Reflexiones diarias sobre argumentos de espiritualidad y vida carmelitana, con incursiones en el mundo del arte y de la cultura

sábado, 26 de noviembre de 2022

Material para el primer domingo de Adviento


Con el primer domingo de Adviento comienza este tiempo especial, de preparación para acoger al Señor que viene a salvarnos, y comienza, también, un nuevo año litúrgico.

El Señor, en su misericordia, no se cansa de llamarnos, de esperarnos, de ofrecernos una nueva oportunidad de gracia y de bendición.

Los años pasados he dedicado varias entradas a reflexionar sobre el mensaje fundamental de este domingo primero de Adviento, que nos invita a estar en vela, siempre preparados para acoger al Señor, que viene a salvarnos.

Invitación a la vigilancia. Si el Señor llama a nuestras puertas, es natural que la Iglesia nos invite a velar, para evitar que su llegada pase desapercibida. Las lecturas de estos días insisten: «Velad, porque no sabéis qué día vendrá vuestro Señor» (Mt 24,42); «Vigilad, pues no sabéis cuándo es el momento» (Mc 13,33ss); «Estad siempre despiertos» (Lc 21,35).

Estad en vela. Cada vez que somos acogedores y respetuosos con los demás y con la naturaleza, estamos preparando la manifestación del reino. Cuando somos constructores de paz y de reconciliación, estamos preparando la venida final del Mesías. Si sabemos descubrir la presencia amorosa de Cristo en todas las cosas, nos estamos disponiendo para su manifestación definitiva.

Velad, vigilad, estad despiertos. Velar es tener abiertos los ojos, no quedarse en lo superficial, en las apariencias, sino buscar la presencia escondida del Señor en nuestra vida, en los acontecimientos, en el mundo.

Levantaos, alzad la cabeza, se acerca vuestra liberación. El evangelio de hoy recoge algunos párrafos del discurso de Jesús sobre los tiempos últimos. Usa imágenes tomadas de la literatura apocalíptica de la época y habla de desastres naturales, persecuciones y dificultades. Pero lo más importante no es esto, sino lo que dice a los creyentes: «Cuando empiece a suceder esto, levantaos, alzad la cabeza: se acerca vuestra liberación».

Liturgia del primer domingo de Adviento. En la oración inicial de la misa pedimos al Señor que avive en nosotros el deseo de salir al encuentro de Cristo, acompañados por las buenas obras, para que, colocados un día a su derecha, merezcamos poseer el reino eterno.

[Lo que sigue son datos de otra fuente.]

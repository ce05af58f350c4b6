//! Built-in env file rules.

use std::sync::Arc;

use crate::lint::RuleCatalog;
use crate::secrets::SecretDetector;

use super::parser::EnvFile;

pub mod completeness;
pub mod keys;
pub mod security;
pub mod values;

pub use completeness::{CommonKey, MissingCommonRule, COMMON_KEYS};
pub use keys::{DuplicateKeyRule, FormatRule, KeyCaseRule, KeyFormatRule, ReservedKeyRule};
pub use security::{HardcodedIpRule, InsecureUrlRule, ProductionLocalhostRule, SecretRule};
pub use values::{BooleanValueRule, EmptyValueRule, NumericStringRule, UnquotedSpaceRule};

/// Build the env file catalog.
pub fn catalog(detector: Arc<SecretDetector>) -> RuleCatalog<EnvFile> {
    let mut catalog = RuleCatalog::new();

    catalog.register(Box::new(FormatRule));
    catalog.register(Box::new(DuplicateKeyRule));
    catalog.register(Box::new(KeyFormatRule::new()));
    catalog.register(Box::new(KeyCaseRule));
    catalog.register(Box::new(ReservedKeyRule));
    catalog.register(Box::new(UnquotedSpaceRule));
    catalog.register(Box::new(EmptyValueRule));
    catalog.register(Box::new(BooleanValueRule));
    catalog.register(Box::new(NumericStringRule));
    catalog.register(Box::new(SecretRule::new(detector)));
    catalog.register(Box::new(InsecureUrlRule::new()));
    catalog.register(Box::new(HardcodedIpRule::new()));
    catalog.register(Box::new(ProductionLocalhostRule));

    catalog.register(Box::new(MissingCommonRule));

    catalog
}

Tened los ojos abiertos. La liturgia nos invita a permanecer con los ojos abiertos, a velar para descubrir al Señor que viene a Salvarnos, que está viniendo ahora, que no espera a unos tiempos futuros ideales, sino que ya se hace presente entre nosotros para darnos su bendición.

Levantaos, alzad la cabeza. (Poema de Javier Gafo). Estamos celebrando un nuevo Adviento, Adviento de un Dios que nos busca y sale siempre a nuestro encuentro; que sigue creyendo en los hombres a pesar de nuestros olvidos y rechazos. Adviento que nos dice quedamente: «Levantaos, alzad la cabeza», Dios sigue creyendo en el hombre; el hombre puede navegar hacia Dios. Timonel: endereza tu rumbo. Alza la cabeza... Alza el corazón...

La esperanza cristiana es una esperanza activaNosotros sabemos que pasarán el cielo y la tierra, pero la palabra de Dios no pasará, y sus promesas se cumplirán en el momento oportuno. Por eso no debemos caer en el desánimo. Dios es fiel y vendrá cuando lo considere oportuno, para llevar a plenitud su obra salvadora, tal como anuncia Jesús en el evangelio. Mientras eso se realiza y las promesas de Dios se cumplen, a nosotros se nos encarga la tarea de preparar el camino al Señor, allanando las montañas y los valles, poniendo lo que esté en nuestras manos para construir un mundo más justo y pacífico...

Invitación a estar en vela. (Poema de Antonio Machado). Comienza un nuevo año litúrgico, con el primer domingo de Adviento. La liturgia del día nos invita a estar en vela, preparados para acoger a Jesús, que viene a salvarnos.

Laudes domingo primero de Adviento. Nos unimos a toda la Iglesia para cantar las alabanzas del Señor en la mañana del primer domingo de Adviento, al inicio de un nuevo año litúrgico.

"Introito" con música gregoriana para el domingo primero de Adviento. Ad te levávi ánimam meam... A ti levanto mi alma...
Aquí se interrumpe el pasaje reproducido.